• [TASK DESCRIPTION]:
Among the entries below, find the line with "pub fn new<I, S>(segments: I) -> Self", then quote it and each following line up to and including the line with "pub fn segments(&self) -> &[String]", and nothing else.

• [RECORDS FOR PROCESSING]:
<<<<
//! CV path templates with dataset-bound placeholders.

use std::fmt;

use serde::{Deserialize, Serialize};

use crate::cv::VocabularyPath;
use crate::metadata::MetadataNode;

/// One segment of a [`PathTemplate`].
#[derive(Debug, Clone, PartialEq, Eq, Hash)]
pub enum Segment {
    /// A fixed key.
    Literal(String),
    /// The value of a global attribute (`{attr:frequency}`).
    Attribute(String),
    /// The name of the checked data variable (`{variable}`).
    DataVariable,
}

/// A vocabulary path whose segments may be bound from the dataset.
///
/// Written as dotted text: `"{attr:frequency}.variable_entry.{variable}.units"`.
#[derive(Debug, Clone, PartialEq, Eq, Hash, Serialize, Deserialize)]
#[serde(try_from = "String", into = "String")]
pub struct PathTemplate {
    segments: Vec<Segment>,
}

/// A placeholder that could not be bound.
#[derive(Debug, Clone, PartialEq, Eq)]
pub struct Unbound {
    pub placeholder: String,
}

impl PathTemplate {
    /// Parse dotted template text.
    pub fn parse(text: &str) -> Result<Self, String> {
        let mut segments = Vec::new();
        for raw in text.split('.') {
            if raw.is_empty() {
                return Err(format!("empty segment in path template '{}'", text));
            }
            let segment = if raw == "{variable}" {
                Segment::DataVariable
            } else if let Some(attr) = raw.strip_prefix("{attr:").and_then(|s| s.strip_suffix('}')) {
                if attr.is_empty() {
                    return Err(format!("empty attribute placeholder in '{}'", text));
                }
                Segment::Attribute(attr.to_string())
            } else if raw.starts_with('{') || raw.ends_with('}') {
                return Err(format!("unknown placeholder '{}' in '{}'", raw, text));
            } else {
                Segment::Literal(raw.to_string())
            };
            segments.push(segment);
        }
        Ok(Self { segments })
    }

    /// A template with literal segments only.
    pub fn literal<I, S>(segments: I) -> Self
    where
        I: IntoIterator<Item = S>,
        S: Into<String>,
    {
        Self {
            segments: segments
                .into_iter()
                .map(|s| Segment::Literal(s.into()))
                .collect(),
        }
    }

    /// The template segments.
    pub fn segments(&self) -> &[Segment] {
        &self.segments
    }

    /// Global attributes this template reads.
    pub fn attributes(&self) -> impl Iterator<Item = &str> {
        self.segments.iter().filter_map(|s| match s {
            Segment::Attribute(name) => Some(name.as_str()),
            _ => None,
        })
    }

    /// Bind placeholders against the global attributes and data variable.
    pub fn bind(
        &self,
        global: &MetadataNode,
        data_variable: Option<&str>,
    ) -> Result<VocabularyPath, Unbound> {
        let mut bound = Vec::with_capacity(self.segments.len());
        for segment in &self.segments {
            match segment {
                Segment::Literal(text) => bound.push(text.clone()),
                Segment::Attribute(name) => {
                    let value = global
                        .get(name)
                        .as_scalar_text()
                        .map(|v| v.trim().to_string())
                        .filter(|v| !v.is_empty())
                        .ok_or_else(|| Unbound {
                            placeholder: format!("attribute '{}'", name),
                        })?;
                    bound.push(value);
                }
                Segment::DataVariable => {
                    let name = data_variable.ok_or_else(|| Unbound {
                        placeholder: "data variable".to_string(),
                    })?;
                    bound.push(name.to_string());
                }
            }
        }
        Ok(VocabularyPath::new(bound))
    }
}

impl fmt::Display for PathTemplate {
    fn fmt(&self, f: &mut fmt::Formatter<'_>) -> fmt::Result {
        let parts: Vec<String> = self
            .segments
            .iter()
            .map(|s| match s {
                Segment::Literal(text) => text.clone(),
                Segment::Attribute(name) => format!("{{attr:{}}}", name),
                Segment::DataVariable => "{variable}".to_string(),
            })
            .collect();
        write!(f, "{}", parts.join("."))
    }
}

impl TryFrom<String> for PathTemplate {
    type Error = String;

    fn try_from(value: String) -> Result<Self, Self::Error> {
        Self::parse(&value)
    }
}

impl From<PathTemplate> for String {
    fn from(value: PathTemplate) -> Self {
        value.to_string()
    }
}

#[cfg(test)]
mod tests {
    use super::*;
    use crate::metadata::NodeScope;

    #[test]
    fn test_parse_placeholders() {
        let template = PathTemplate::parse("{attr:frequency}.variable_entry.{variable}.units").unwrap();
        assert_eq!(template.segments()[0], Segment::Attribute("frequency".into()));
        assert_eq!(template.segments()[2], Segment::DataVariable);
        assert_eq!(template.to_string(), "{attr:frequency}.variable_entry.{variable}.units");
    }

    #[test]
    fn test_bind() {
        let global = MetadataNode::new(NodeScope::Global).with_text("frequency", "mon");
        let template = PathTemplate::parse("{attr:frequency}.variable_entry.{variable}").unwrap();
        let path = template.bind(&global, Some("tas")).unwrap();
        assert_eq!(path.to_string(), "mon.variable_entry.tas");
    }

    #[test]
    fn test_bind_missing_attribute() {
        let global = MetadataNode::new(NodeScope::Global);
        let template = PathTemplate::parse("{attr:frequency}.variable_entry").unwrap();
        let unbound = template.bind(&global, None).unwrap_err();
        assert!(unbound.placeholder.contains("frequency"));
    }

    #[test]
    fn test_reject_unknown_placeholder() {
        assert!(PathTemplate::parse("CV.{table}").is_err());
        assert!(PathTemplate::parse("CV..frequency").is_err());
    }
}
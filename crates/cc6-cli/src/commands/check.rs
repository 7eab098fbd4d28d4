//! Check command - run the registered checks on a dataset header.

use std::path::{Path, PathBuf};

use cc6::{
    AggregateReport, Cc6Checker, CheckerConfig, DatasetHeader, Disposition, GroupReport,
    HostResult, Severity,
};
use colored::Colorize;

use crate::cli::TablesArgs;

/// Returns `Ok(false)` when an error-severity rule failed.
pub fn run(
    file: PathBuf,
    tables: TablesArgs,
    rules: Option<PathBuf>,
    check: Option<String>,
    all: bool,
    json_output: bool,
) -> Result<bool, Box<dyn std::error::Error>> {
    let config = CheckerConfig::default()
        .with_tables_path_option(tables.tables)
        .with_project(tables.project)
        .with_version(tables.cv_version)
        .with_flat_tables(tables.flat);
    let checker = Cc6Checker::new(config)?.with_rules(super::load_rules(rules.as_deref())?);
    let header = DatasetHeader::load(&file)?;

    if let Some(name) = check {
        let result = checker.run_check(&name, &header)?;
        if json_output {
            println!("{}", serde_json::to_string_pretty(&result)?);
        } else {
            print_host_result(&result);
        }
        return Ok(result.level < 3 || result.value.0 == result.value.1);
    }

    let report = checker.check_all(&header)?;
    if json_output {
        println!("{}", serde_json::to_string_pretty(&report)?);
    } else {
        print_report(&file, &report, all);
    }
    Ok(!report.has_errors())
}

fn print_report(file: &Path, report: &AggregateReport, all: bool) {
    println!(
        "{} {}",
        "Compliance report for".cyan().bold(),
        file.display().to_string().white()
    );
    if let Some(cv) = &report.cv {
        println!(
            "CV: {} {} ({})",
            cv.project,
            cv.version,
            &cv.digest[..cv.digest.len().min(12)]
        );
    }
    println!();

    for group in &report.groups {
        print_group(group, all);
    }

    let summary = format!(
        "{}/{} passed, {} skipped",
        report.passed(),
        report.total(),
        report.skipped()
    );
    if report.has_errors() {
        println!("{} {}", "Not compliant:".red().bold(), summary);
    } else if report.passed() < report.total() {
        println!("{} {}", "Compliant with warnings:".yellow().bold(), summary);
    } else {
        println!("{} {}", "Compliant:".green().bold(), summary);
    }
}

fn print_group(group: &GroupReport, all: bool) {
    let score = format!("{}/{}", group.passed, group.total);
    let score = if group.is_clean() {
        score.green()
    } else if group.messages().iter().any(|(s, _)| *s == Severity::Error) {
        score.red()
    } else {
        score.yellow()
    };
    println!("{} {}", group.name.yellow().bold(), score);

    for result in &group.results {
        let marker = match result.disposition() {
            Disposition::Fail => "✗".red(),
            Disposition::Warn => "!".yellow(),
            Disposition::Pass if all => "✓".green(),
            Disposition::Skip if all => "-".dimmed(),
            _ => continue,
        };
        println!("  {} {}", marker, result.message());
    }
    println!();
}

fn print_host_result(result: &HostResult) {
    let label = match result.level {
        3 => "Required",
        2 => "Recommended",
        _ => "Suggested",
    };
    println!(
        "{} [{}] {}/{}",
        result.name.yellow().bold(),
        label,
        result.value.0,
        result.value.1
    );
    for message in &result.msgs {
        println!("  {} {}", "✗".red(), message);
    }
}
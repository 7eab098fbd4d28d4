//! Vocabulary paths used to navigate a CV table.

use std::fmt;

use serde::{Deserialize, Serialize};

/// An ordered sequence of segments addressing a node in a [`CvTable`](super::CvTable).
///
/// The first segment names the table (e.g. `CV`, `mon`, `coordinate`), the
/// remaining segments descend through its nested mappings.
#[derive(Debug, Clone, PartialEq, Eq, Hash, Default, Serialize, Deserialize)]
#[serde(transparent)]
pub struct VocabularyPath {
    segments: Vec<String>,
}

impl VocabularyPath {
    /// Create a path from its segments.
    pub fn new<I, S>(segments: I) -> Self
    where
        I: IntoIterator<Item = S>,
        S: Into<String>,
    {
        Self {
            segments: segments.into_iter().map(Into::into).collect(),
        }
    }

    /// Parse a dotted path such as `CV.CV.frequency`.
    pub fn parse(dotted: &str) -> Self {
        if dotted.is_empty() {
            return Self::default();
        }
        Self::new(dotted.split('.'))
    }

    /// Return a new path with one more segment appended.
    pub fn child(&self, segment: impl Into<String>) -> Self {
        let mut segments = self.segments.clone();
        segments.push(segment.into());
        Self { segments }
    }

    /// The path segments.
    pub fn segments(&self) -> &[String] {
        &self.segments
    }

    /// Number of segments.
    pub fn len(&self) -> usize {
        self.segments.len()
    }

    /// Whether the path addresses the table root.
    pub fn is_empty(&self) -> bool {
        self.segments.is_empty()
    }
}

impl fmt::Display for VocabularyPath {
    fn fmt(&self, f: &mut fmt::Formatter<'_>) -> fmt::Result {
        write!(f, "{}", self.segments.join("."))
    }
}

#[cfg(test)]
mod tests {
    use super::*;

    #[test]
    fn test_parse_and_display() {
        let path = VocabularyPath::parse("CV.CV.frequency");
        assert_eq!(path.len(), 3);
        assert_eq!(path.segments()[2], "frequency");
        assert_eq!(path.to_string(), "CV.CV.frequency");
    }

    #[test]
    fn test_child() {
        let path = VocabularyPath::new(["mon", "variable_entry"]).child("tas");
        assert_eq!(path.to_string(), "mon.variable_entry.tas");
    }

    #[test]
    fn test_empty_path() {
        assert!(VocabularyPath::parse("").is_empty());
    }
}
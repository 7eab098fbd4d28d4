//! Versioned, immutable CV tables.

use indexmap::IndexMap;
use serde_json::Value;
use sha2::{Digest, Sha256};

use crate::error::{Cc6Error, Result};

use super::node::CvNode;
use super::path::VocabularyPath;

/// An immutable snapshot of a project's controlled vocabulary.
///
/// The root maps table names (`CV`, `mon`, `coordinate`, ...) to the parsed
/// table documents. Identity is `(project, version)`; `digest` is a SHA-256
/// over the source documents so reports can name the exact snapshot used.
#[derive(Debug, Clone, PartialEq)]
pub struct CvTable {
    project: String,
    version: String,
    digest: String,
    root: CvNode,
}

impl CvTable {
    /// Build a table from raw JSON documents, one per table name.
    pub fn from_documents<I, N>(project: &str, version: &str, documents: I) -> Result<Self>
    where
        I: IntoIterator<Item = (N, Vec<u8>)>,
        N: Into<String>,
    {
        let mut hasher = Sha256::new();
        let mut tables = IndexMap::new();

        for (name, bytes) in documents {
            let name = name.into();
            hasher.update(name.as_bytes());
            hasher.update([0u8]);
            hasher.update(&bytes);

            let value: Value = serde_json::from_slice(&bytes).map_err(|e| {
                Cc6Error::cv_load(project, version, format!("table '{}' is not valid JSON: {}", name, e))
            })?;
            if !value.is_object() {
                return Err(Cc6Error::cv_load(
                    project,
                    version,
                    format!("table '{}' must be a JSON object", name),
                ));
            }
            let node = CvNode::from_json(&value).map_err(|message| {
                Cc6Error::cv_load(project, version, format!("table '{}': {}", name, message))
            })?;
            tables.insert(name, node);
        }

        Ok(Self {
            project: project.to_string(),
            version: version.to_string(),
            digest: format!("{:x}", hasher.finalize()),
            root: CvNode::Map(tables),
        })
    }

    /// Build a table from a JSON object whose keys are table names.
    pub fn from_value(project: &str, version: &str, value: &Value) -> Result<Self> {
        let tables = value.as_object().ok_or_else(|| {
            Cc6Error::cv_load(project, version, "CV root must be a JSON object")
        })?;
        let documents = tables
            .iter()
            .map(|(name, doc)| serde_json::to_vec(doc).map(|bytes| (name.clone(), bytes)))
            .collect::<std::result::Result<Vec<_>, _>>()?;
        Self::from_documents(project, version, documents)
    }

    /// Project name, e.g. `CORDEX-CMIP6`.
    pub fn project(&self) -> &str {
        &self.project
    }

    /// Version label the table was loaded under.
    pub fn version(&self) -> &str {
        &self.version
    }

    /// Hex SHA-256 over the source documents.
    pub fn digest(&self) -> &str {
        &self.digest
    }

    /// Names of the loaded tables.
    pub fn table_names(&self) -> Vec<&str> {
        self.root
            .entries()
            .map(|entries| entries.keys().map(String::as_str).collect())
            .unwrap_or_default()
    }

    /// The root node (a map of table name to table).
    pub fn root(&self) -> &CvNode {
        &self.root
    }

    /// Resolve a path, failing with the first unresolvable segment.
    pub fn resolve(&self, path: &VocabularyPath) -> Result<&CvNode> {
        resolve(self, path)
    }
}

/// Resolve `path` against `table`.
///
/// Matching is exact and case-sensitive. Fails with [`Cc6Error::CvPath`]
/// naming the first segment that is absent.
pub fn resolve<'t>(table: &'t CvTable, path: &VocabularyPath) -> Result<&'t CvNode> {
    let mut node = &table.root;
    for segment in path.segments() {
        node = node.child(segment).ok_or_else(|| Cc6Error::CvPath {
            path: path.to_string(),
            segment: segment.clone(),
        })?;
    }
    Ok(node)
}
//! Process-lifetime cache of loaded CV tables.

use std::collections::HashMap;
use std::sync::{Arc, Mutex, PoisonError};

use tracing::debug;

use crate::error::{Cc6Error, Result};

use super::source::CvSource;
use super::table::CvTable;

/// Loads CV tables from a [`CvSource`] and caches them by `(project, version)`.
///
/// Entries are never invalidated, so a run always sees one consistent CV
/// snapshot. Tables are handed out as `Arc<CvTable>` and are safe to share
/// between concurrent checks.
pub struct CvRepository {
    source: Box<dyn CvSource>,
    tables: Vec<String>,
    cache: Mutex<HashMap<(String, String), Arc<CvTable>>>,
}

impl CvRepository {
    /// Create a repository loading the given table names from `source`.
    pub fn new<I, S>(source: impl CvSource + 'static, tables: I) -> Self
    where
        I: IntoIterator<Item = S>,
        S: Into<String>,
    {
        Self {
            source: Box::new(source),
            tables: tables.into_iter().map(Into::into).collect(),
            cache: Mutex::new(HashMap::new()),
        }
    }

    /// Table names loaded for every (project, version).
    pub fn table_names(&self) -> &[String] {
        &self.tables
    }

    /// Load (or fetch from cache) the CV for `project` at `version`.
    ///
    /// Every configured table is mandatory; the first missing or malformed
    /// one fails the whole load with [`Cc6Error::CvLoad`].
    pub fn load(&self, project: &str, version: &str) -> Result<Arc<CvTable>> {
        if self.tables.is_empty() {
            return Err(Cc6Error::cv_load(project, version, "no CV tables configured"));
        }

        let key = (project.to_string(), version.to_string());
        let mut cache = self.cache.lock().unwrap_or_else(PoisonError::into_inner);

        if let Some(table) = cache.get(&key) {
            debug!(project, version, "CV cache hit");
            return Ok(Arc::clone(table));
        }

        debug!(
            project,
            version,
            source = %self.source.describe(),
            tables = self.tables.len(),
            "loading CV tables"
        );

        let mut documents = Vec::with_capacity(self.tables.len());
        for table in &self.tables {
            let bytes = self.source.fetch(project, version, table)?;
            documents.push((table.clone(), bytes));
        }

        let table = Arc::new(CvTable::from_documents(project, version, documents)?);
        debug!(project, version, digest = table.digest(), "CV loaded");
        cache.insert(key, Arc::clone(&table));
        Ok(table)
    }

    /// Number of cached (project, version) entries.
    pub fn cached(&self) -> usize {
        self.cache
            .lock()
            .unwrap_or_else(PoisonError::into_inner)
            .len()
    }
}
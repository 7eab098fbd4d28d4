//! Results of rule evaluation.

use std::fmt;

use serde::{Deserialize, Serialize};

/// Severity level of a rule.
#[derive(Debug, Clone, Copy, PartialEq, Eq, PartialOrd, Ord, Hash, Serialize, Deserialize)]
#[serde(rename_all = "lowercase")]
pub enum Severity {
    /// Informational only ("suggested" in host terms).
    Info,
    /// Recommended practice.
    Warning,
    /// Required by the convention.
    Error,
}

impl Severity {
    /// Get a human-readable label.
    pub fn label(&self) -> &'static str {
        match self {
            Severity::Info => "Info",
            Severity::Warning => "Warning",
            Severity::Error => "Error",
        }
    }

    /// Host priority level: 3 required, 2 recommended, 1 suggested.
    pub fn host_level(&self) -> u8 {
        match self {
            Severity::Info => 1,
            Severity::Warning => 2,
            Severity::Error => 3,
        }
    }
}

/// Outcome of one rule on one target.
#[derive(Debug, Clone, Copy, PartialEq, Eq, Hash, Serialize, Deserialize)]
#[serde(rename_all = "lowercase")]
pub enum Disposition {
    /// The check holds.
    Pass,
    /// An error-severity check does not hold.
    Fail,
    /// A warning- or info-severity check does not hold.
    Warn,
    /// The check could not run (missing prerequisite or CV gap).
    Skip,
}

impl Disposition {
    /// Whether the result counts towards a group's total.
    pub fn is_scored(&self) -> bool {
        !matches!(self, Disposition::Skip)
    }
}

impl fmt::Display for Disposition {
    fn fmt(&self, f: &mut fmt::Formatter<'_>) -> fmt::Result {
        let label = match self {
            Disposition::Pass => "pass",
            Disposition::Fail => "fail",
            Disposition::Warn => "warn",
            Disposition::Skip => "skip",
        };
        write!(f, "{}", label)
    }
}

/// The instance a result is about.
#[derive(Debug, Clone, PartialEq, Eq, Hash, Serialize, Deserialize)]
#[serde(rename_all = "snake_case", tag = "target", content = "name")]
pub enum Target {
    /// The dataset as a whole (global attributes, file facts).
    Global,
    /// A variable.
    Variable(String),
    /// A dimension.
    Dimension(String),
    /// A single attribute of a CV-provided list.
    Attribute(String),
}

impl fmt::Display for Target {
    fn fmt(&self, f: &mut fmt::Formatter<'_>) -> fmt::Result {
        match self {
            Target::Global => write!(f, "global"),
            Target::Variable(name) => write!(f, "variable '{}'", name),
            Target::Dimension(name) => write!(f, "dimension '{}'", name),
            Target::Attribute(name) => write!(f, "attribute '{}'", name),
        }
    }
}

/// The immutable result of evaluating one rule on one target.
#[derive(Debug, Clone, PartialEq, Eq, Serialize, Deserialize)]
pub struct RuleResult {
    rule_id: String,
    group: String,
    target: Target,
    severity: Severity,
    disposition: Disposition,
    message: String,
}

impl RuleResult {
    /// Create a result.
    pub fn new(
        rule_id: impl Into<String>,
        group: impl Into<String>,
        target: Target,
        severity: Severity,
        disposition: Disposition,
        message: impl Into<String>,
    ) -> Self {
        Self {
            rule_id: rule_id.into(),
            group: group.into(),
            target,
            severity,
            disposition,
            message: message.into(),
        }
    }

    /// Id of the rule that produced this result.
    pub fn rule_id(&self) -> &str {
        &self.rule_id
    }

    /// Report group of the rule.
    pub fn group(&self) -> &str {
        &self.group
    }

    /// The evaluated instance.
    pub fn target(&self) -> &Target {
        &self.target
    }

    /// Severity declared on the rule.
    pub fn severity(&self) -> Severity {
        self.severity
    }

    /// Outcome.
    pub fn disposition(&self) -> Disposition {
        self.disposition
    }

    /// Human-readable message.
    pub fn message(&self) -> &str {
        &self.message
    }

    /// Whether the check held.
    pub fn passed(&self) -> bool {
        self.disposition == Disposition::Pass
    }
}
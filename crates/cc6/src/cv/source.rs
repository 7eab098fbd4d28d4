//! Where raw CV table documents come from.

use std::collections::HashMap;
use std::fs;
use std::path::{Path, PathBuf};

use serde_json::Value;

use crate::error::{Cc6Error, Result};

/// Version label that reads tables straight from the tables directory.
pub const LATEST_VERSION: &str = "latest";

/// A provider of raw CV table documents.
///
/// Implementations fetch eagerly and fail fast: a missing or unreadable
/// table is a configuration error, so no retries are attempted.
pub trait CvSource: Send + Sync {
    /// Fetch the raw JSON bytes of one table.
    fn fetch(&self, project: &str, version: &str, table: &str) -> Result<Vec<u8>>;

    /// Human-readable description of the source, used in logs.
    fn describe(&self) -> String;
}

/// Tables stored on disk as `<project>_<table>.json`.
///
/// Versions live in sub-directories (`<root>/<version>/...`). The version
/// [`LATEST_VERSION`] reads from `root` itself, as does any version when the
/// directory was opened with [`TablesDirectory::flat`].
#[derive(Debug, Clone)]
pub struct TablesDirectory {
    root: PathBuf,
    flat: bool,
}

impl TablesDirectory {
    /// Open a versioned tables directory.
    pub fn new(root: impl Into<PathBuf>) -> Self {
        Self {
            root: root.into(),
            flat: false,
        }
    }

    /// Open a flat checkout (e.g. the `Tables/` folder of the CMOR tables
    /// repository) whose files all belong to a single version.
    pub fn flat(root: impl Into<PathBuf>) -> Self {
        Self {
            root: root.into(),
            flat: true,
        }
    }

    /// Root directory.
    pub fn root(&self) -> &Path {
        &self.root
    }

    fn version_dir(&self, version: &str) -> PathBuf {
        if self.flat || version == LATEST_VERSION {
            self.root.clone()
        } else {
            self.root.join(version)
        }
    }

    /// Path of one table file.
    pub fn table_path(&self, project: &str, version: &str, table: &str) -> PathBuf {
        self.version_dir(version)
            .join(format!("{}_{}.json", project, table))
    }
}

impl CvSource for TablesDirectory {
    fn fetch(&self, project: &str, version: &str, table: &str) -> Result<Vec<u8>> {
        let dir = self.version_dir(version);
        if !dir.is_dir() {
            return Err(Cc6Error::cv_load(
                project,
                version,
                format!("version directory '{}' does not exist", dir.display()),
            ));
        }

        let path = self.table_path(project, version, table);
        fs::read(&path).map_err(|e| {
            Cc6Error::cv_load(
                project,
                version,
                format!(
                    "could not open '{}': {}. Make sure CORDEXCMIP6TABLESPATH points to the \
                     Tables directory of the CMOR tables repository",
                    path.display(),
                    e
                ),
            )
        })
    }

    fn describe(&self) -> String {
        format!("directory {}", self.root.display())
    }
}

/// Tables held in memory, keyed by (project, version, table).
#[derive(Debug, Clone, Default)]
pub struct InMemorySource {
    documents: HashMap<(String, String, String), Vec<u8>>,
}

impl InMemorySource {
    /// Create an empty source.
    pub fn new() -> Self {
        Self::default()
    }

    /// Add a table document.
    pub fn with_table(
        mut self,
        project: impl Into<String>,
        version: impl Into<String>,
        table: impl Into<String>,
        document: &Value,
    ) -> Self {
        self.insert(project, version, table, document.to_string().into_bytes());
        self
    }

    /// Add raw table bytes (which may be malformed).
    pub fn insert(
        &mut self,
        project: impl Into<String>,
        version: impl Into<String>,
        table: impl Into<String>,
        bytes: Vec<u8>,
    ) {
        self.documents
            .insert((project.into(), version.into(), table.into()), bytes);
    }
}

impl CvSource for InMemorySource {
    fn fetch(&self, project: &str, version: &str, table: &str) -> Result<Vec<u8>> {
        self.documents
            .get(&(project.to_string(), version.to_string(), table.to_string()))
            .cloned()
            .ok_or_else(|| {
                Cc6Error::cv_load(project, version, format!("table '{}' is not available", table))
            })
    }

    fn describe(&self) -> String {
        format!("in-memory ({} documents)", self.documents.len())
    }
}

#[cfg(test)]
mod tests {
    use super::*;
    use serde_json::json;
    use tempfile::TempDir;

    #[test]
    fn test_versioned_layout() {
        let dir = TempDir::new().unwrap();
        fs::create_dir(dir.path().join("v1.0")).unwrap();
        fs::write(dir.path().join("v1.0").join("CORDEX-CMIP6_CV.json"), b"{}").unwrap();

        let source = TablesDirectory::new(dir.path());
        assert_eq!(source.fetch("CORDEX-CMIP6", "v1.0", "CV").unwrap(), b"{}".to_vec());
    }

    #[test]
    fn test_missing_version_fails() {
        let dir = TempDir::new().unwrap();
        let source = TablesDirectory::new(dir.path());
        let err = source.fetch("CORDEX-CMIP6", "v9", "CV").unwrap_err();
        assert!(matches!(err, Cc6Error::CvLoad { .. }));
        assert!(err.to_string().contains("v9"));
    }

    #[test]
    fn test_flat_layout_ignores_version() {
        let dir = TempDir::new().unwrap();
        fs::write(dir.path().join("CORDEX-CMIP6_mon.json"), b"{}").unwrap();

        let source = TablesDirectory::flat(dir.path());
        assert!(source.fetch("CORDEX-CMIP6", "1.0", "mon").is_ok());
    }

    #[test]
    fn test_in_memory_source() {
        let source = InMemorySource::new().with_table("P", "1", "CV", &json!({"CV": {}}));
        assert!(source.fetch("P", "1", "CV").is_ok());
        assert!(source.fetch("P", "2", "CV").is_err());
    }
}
>>>>
• [RESPONSE]:
    pub fn new<I, S>(segments: I) -> Self
    where
        I: IntoIterator<Item = S>,
        S: Into<String>,
    {
        Self {
            segments: segments.into_iter().map(Into::into).collect(),
        }
    }

    /// Parse a dotted path such as `CV.CV.frequency`.
    pub fn parse(dotted: &str) -> Self {
        if dotted.is_empty() {
            return Self::default();
        }
        Self::new(dotted.split('.'))
    }

    /// Return a new path with one more segment appended.
    pub fn child(&self, segment: impl Into<String>) -> Self {
        let mut segments = self.segments.clone();
        segments.push(segment.into());
        Self { segments }
    }

    /// The path segments.
    pub fn segments(&self) -> &[String] {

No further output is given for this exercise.